Expression of the prolyl isomerase Pin1 is a useful indicator of sensitivity to chemoradiotherapy in advanced esophageal squamous cell carcinoma.

Cell cycle regulators, such as cyclinDl and p53, play major roles in the tumor response to radiation and chemotherapy in esophageal squamous cell carcinoma (SCC). Pin1-mediated prolyl-isomerization potentiates cell cycle progression and cell proliferation, including the regulation of cyclinDl and p53. Herein, we investigated the effect of Pin1 in association with cyclinDl and p53 on the sensitivity of esophageal SCC to chemoradiotherapy (CRT).

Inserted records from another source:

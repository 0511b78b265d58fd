// Core parsing primitives

pub(crate) mod buffer;
pub(crate) mod machine;
pub mod record;
pub mod simd_scanner;

pub use record::{Field, Fields, Row};
pub use simd_scanner::{
    simd_caps, ScanCounters, ScanHit, ScanPath, Scanner, SIMD_AVX2, SIMD_AVX512, SIMD_NEON,
    SIMD_SSE2,
};
// Error taxonomy and status codes.
//
// Errors are values: the parse entry points return them, and the error
// callback receives an `Issue` describing the same failure. The integer
// status codes exist for flat-result consumers (FFI shims, exit codes).

use std::io;

/// Status code for a successful parse.
pub const STATUS_OK: i32 = 0;

/// Parse failure. `code()` maps each variant to a stable integer status.
#[derive(Debug, thiserror::Error)]
pub enum Error {
    /// Impossible parameter at an API boundary.
    #[error("invalid argument: {0}")]
    InvalidArguments(String),

    /// An allocation would exceed `max_memory_bytes`, or the allocator
    /// reported failure.
    #[error("memory limit exceeded")]
    OutOfMemory,

    /// Structural violation rejected in strict mode.
    #[error("parse error at row {row}: {message}")]
    Parse { message: &'static str, row: u64 },

    /// A field exceeded `max_field_size`.
    #[error("field of {size} bytes exceeds limit of {limit} bytes at row {row}")]
    FieldTooLarge { size: usize, limit: usize, row: u64 },

    /// The field bytes of a row exceeded `max_row_size`.
    #[error("row of {size} bytes exceeds limit of {limit} bytes at row {row}")]
    RowTooLarge { size: usize, limit: usize, row: u64 },

    /// Read failure in `parse_file` / `parse_stream`.
    #[error("i/o error: {0}")]
    Io(#[from] io::Error),
}

impl Error {
    /// Stable integer status for this error.
    pub fn code(&self) -> i32 {
        match self {
            Error::InvalidArguments(_) => -1,
            Error::OutOfMemory => -2,
            Error::Parse { .. } => -6,
            Error::FieldTooLarge { .. } => -7,
            Error::RowTooLarge { .. } => -8,
            Error::Io(_) => -9,
        }
    }

    /// Row the error was attached to, 0 when it has no row context.
    pub fn row_number(&self) -> u64 {
        match self {
            Error::Parse { row, .. }
            | Error::FieldTooLarge { row, .. }
            | Error::RowTooLarge { row, .. } => *row,
            _ => 0,
        }
    }
}

/// Payload handed to the error callback. Informational only: the callback
/// cannot request retry or skip.
#[derive(Debug, Clone)]
pub struct Issue {
    pub code: i32,
    pub message: String,
    pub row_number: u64,
}

impl Issue {
    pub(crate) fn from_error(err: &Error) -> Self {
        Issue {
            code: err.code(),
            message: err.to_string(),
            row_number: err.row_number(),
        }
    }
}
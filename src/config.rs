//! Adapter configuration: JSON I/O and the read-once key/value store.
//!
//! Configuration is consumed exactly once at adapter creation. The store is
//! treated as read-only input; nothing here writes it back.

use std::collections::HashMap;

use serde::{Deserialize, Serialize};

use crate::constants::{ETHERNET_MTU, MAXIMUM_MTU, MINIMUM_MTU};
use crate::error::{TapError, TapResult};

#[derive(Debug, Clone, Serialize, Deserialize)]
pub struct AdapterConfig {
    /// Stable instance identifier (GUID-like). Generated when empty.
    #[serde(default)]
    pub instance_id: String,
    #[serde(default = "default_mtu")]
    pub mtu: usize,
    /// Report the media as connected even with no open device handle.
    #[serde(default)]
    pub media_always_connected: bool,
    /// MAC address override, "xx:xx:xx:xx:xx:xx". Random when absent.
    #[serde(default)]
    pub mac: Option<String>,
    #[serde(default)]
    pub allow_non_admin: bool,
}

fn default_mtu() -> usize {
    ETHERNET_MTU
}

impl Default for AdapterConfig {
    fn default() -> Self {
        Self {
            instance_id: String::new(),
            mtu: ETHERNET_MTU,
            media_always_connected: false,
            mac: None,
            allow_non_admin: false,
        }
    }
}

impl AdapterConfig {
    /// Build from a key/value store, defaulting anything absent or
    /// unparsable. Key names match the historical registry parameters.
    pub fn from_store(store: &HashMap<String, String>) -> Self {
        let mut config = Self::default();

        if let Some(id) = store.get("NetCfgInstanceId") {
            config.instance_id = id.clone();
        }
        if let Some(mtu) = store.get("MTU").and_then(|v| v.parse::<usize>().ok()) {
            config.mtu = mtu;
        }
        if let Some(v) = store.get("MediaStatus").and_then(|v| v.parse::<u32>().ok()) {
            config.media_always_connected = v != 0;
        }
        if let Some(mac) = store.get("MAC") {
            config.mac = Some(mac.clone());
        }
        if let Some(v) = store
            .get("AllowNonAdmin")
            .and_then(|v| v.parse::<u32>().ok())
        {
            config.allow_non_admin = v != 0;
        }

        config.normalize();
        config
    }

    pub fn from_json(json: &str) -> TapResult<Self> {
        let mut config: Self = serde_json::from_str(json)
            .map_err(|e| TapError::InvalidParameter(format!("config json: {e}")))?;
        config.normalize();
        Ok(config)
    }

    /// Clamp the MTU into the supported range.
    pub fn normalize(&mut self) {
        self.mtu = self.mtu.clamp(MINIMUM_MTU, MAXIMUM_MTU);
    }
}
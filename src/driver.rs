//! Driver-level adapter registry.
//!
//! Tracks every live adapter by instance id. Lookup hands out counted
//! references; removal from the registry precedes halt, so a looked-up
//! adapter is never mid-teardown.

use std::collections::HashMap;
use std::sync::Arc;

use parking_lot::RwLock;

use crate::adapter::TapAdapter;
use crate::config::AdapterConfig;
use crate::error::{TapError, TapResult};
use crate::rxpath::ReceiveSink;
use tracing::info;

#[derive(Default)]
pub struct TapDriver {
    adapters: RwLock<HashMap<String, Arc<TapAdapter>>>,
}

impl TapDriver {
    pub fn new() -> Self {
        Self::default()
    }

    /// Create and register an adapter. Instance ids are unique; a duplicate
    /// is a configuration error, not a replacement.
    pub fn create_adapter(
        &self,
        config: AdapterConfig,
        sink: Arc<dyn ReceiveSink>,
    ) -> TapResult<Arc<TapAdapter>> {
        let adapter = TapAdapter::create(config, sink)?;
        let id = adapter.instance_id().to_string();

        let mut adapters = self.adapters.write();
        if adapters.contains_key(&id) {
            // Unregistered and unreferenced: drops through normal teardown.
            adapter.halt();
            return Err(TapError::InvalidParameter(format!(
                "duplicate adapter instance id {id}"
            )));
        }
        adapters.insert(id, Arc::clone(&adapter));
        Ok(adapter)
    }

    /// Find a live adapter by instance id.
    pub fn lookup(&self, instance_id: &str) -> Option<Arc<TapAdapter>> {
        self.adapters.read().get(instance_id).map(TapAdapter::acquire)
    }

    /// Remove an adapter from the registry and halt it. The adapter object
    /// survives until its last external reference drops.
    pub fn halt_adapter(&self, instance_id: &str) -> TapResult<()> {
        let adapter = self
            .adapters
            .write()
            .remove(instance_id)
            .ok_or(TapError::DeviceNotOpen)?;
        adapter.halt();
        Ok(())
    }

    /// Halt everything still registered. Called once at driver teardown.
    pub fn unload(&self) {
        let adapters: Vec<_> = self.adapters.write().drain().collect();
        info!(count = adapters.len(), "driver unloading");
        for (_, adapter) in adapters {
            adapter.halt();
        }
    }

    pub fn len(&self) -> usize {
        self.adapters.read().len()
    }

    pub fn is_empty(&self) -> bool {
        self.adapters.read().is_empty()
    }

    pub fn instance_ids(&self) -> Vec<String> {
        self.adapters.read().keys().cloned().collect()
    }
}
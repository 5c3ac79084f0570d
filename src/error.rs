//! Error types for the adapter engine.
//!
//! Every failure the data or control path can report maps to one variant so
//! callers on either side (host stack or user-mode) can tell transient
//! conditions apart from caller bugs. Logic errors inside the engine itself
//! (reference underflow, double teardown) are asserts, not error values.

use thiserror::Error;

/// Adapter error type.
#[derive(Error, Debug, Clone, PartialEq, Eq)]
pub enum TapError {
    #[error("media disconnected")]
    MediaDisconnected,

    #[error("adapter in low power state")]
    LowPower,

    #[error("reset in progress")]
    ResetInProgress,

    /// The adapter is pausing or paused. Retryable once restarted, and
    /// distinct from `InvalidState` so user-mode can tell "temporarily
    /// unavailable" from "permanently closed".
    #[error("adapter paused")]
    AdapterPaused,

    /// The adapter is halted, shut down or still initializing.
    #[error("adapter not in a usable state")]
    InvalidState,

    #[error("device endpoint not open")]
    DeviceNotOpen,

    /// Backpressure: the pending-request queue is at capacity.
    #[error("too many requests in flight")]
    Busy,

    #[error("request cancelled")]
    Cancelled,

    #[error("invalid parameter: {0}")]
    InvalidParameter(String),

    #[error("buffer too small: need at least {required} bytes")]
    BufferTooSmall { required: usize },

    #[error("frame length {len} below minimum {min}")]
    FrameTooShort { len: usize, min: usize },

    #[error("frame length {len} above maximum {max}")]
    FrameTooLarge { len: usize, max: usize },

    /// Reports the size a successful set would need, in bytes.
    #[error("multicast list full: at most {max} entries ({required} bytes)")]
    MulticastListFull { max: usize, required: usize },

    #[error("operation not supported")]
    NotSupported,
}

impl TapError {
    /// Numeric status code for FFI-ish consumers and logs.
    pub fn to_code(&self) -> u32 {
        match self {
            TapError::MediaDisconnected => 1,
            TapError::LowPower => 2,
            TapError::ResetInProgress => 3,
            TapError::AdapterPaused => 4,
            TapError::InvalidState => 5,
            TapError::DeviceNotOpen => 6,
            TapError::Busy => 7,
            TapError::Cancelled => 8,
            TapError::InvalidParameter(_) => 100,
            TapError::BufferTooSmall { .. } => 101,
            TapError::FrameTooShort { .. } => 102,
            TapError::FrameTooLarge { .. } => 103,
            TapError::MulticastListFull { .. } => 104,
            TapError::NotSupported => 105,
        }
    }

    /// True for conditions that may clear once adapter state changes.
    pub fn is_retryable(&self) -> bool {
        matches!(
            self,
            TapError::MediaDisconnected
                | TapError::LowPower
                | TapError::ResetInProgress
                | TapError::AdapterPaused
                | TapError::Busy
        )
    }
}

/// Result type alias for adapter operations.
pub type TapResult<T> = Result<T, TapError>;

The expression levels of Pin1, cyclinDl and p53 were examined immunohistochemically in endoscopic biopsy specimens from 68 advanced esophageal SCC patients before CRT to determine whether their expression levels predicted the clinical effectiveness of CRT in individual cancers. Forty-six of the 68 patients (67.6%) had an effective response to CRT, whereas 22 patients (32.4%) had an ineffective response. There was no significant correlation between clinical responses and expression levels of cyclinDl or p53. However, the clinical response of the high Pin1 expression group was significantly higher than that of the low expression group (P=0.0200). Moreover, our data indicate that the combined immunohistochemical evaluation of Pin1, cyclinDl and p53 expression in pretreatment biopsy samples is a useful indicator of sensitivity to CRT in advanced esophageal SCC. Thus, Pin1 may influence cyclinDl and p53 functions and predict CRT sensitivity.